We frequently talk about BIS and DDTC when it comes to export compliance, but less often, do we discuss the importance of OFAC compliance. When it comes to OFAC compliance, there are three mistakes we often see companies make:

  1. Failing to Understand How Far-Reaching the OFAC Sanctions Are.
  2. Not Including OFAC lists in Restricted Party Screenings.
  3. Having a Compliance Program Which Does Not Address Sanctions.

Who Does OFAC Compliance Apply To?

The Office of Foreign Assets Control (OFAC) is responsible for administering and enforcing economic sanctions programs against countries and groups to support U.S. foreign policy (think current news as well as narcotics and terrorism).

Complying with OFAC is essential, especially for those companies with subsidiaries and partners overseas. Too often, fines come as a result of a U.S. company either not being aware of what their overseas subsidiaries are doing or turning a blind eye. This presents a huge risk for U.S. companies and shows the importance of knowing the regulations and how they apply not only to U.S. entities but to foreign partners as well.

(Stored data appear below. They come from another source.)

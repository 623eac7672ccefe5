use std::env;

use supabase_admin::{AdminConfig, AdminError, SupabaseAdmin, admin};

// Mutates the process environment, so it is the only test in this binary.
#[test]
fn test_process_environment() {
    // SAFETY: no other thread in this test binary reads or writes the environment.
    unsafe {
        env::remove_var("SUPABASE_URL");
        env::remove_var("SUPABASE_SERVICE_KEY");
    }

    let err = AdminConfig::from_env().unwrap_err();
    assert_eq!(
        err.missing_variables(),
        &["SUPABASE_URL", "SUPABASE_SERVICE_KEY"]
    );
    assert!(matches!(
        admin::init(),
        Err(AdminError::MissingConfiguration(_))
    ));
    assert!(admin::supabase_admin().is_none());

    unsafe {
        env::set_var("SUPABASE_URL", "");
        env::set_var("SUPABASE_SERVICE_KEY", "k1");
    }
    let err = SupabaseAdmin::from_env().unwrap_err();
    assert_eq!(err.missing_variables(), &["SUPABASE_URL"]);

    unsafe {
        env::set_var("SUPABASE_URL", "https://x.example");
    }
    let handle = admin::init().unwrap();
    assert_eq!(handle.config().url(), "https://x.example");
    assert_eq!(handle.config().service_key(), "k1");
    assert!(!handle.persist_session());

    // Once set, the handle no longer depends on the environment
    unsafe {
        env::remove_var("SUPABASE_URL");
    }
    let again = admin::init().unwrap();
    assert!(std::ptr::eq(handle, again));

    // Values that are not valid unicode count as missing
    #[cfg(unix)]
    {
        use std::ffi::OsString;
        use std::os::unix::ffi::OsStringExt;

        unsafe {
            env::set_var("SUPABASE_URL", OsString::from_vec(vec![0xff]));
            env::set_var("SUPABASE_SERVICE_KEY", "k1");
        }
        let err = AdminConfig::from_env().unwrap_err();
        assert_eq!(err.missing_variables(), &["SUPABASE_URL"]);
    }
}
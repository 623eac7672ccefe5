//! Configuration inputs for the admin client

pub mod config;
pub mod options;

pub use config::{AdminConfig, SUPABASE_SERVICE_KEY, SUPABASE_URL};
pub use options::{AuthOptions, ClientOptions, DbOptions, GlobalOptions};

Just recently, a Swiss airlines communications firm, SITA, was fined $7.8 million for 9,256 violations of the Global Terrorism Sanctions Regulations. SITA was fined for providing services and software to airlines sanctioned by OFAC, giving companies a stark reminder of the importance of complying with the OFAC regulations.

In order to avoid OFAC fines and penalties, companies must understand and comply with the regulations. Merely having a few general procedures or none at all simply does not cut it and puts your business at risk of running afoul of OFAC regulations. It is crucial to review your program to determine if what you have in place is enough. Below are three mistakes companies make when it comes to OFAC compliance.

1.  Failing to Understand How Far-Reaching the OFAC Sanctions Are

Many companies underestimate just how far the regulations reach- extending not only to foreign subsidiaries but also in the goods and the services that they control. Take, for instance, our example of SITA, whose main infraction was offering US-origin software to designated global terrorists on the OFAC list.

Even though SITA is a Swiss-based company, they were not excluded from the OFAC regulations in that the software they were using was of U.S. origin and therefore captured under the OFAC regulations. There were several aggravating factors that led to such a huge fine. Here are a few:

  • SITA did not self-disclose the violations even though SITA had knowledge that goods and services were being provided to SDGT’s
  • SITA operates in almost every country in the world and, as a result, was determined to be sophisticated enough to have known better
  • SITA harmed the foreign policy objectives of the Global Trade Sanctions Regulations by providing services and goods that benefitted or facilitated the operations of airlines sanctioned for supporting terrorism.

In the case of SITA, not only was the software of U.S. origin, but OFAC found both the software and services were subject to US-jurisdiction, “because they were provided from, or transited through, the United States or involved the provision of U.S.-origin software with the knowledge that customers designated as SDGTs would benefit from the use of that software.”

Who Do the OFAC Regulations Apply To?

The OFAC sanctions are also unique in that they apply to all U.S. persons and permanent residents wherever they are located. This includes persons (both U.S. Persons and Foreign Persons) within the United States, U.S. persons outside of the United States, and all U.S. incorporated entities and their foreign branches.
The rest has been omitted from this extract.